Your goal
Using the entries that follow, please report how many lines contain the word "join", with no other words.

Saved entries
//! Common test utilities shared across integration tests.
//!
//! Note: Clippy cannot track usage across integration test files,
//! hence the `allow(dead_code)` annotation. This is a standard pattern
//! for Rust integration test fixtures.
#![cfg(test)]
#![allow(dead_code)]

use assert_cmd::Command;
use std::fs;
use std::path::{Path, PathBuf};
use tempfile::TempDir;

/// One isolated probe environment: a fake `sudo` on PATH, a scratch device
/// namespace for auto-detection, and room for fake smartctl scripts.
pub struct ProbeFixture {
    temp_dir: TempDir,
    bin_dir: PathBuf,
    dev_root: PathBuf,
}

impl Default for ProbeFixture {
    fn default() -> Self {
        Self::new()
    }
}

impl ProbeFixture {
    pub fn new() -> Self {
        let temp_dir = TempDir::new().expect("Failed to create temp dir");
        let bin_dir = temp_dir.path().join("bin");
        let dev_root = temp_dir.path().join("dev");
        fs::create_dir_all(&bin_dir).expect("Failed to create bin dir");
        fs::create_dir_all(&dev_root).expect("Failed to create dev root");

        let fixture = Self {
            temp_dir,
            bin_dir,
            dev_root,
        };
        // The executor always runs `sudo <smartctl> ...`; this stand-in
        // just execs its arguments
        fixture.install_script("sudo", "#!/bin/sh\nexec \"$@\"\n");
        fixture
    }

    pub fn path(&self) -> &Path {
        self.temp_dir.path()
    }

    pub fn dev_root(&self) -> &Path {
        &self.dev_root
    }

    /// A config-file path that does not exist, for isolating resolution.
    pub fn absent_config(&self) -> PathBuf {
        self.temp_dir.path().join("absent.json")
    }

    /// Create a device node in the scratch namespace for auto-detection.
    pub fn add_device(&self, name: &str) {
        fs::write(self.dev_root.join(name), "").expect("Failed to create device node");
    }

    /// Install an executable script and return its path.
    pub fn install_script(&self, name: &str, body: &str) -> PathBuf {
        use std::os::unix::fs::PermissionsExt;
        let path = self.bin_dir.join(name);
        fs::write(&path, body).expect("Failed to write script");
        fs::set_permissions(&path, fs::Permissions::from_mode(0o755))
            .expect("Failed to mark script executable");
        path
    }

    /// A fake smartctl printing the same output for every device.
    pub fn install_smartctl(&self, output: &str) -> PathBuf {
        let body = format!("#!/bin/sh\ncat <<'EOF'\n{}\nEOF\n", output);
        self.install_script("smartctl", &body)
    }

    /// A `diskprobe` command wired to this fixture's PATH and device root.
    pub fn command(&self) -> Command {
        let mut cmd = Command::cargo_bin("diskprobe").expect("Failed to find diskprobe binary");
        let path = std::env::var("PATH").unwrap_or_default();
        cmd.env("PATH", format!("{}:{}", self.bin_dir.display(), path));
        cmd.env("DISKPROBE_DEV_ROOT", &self.dev_root);
        cmd
    }
}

Exercise solution
5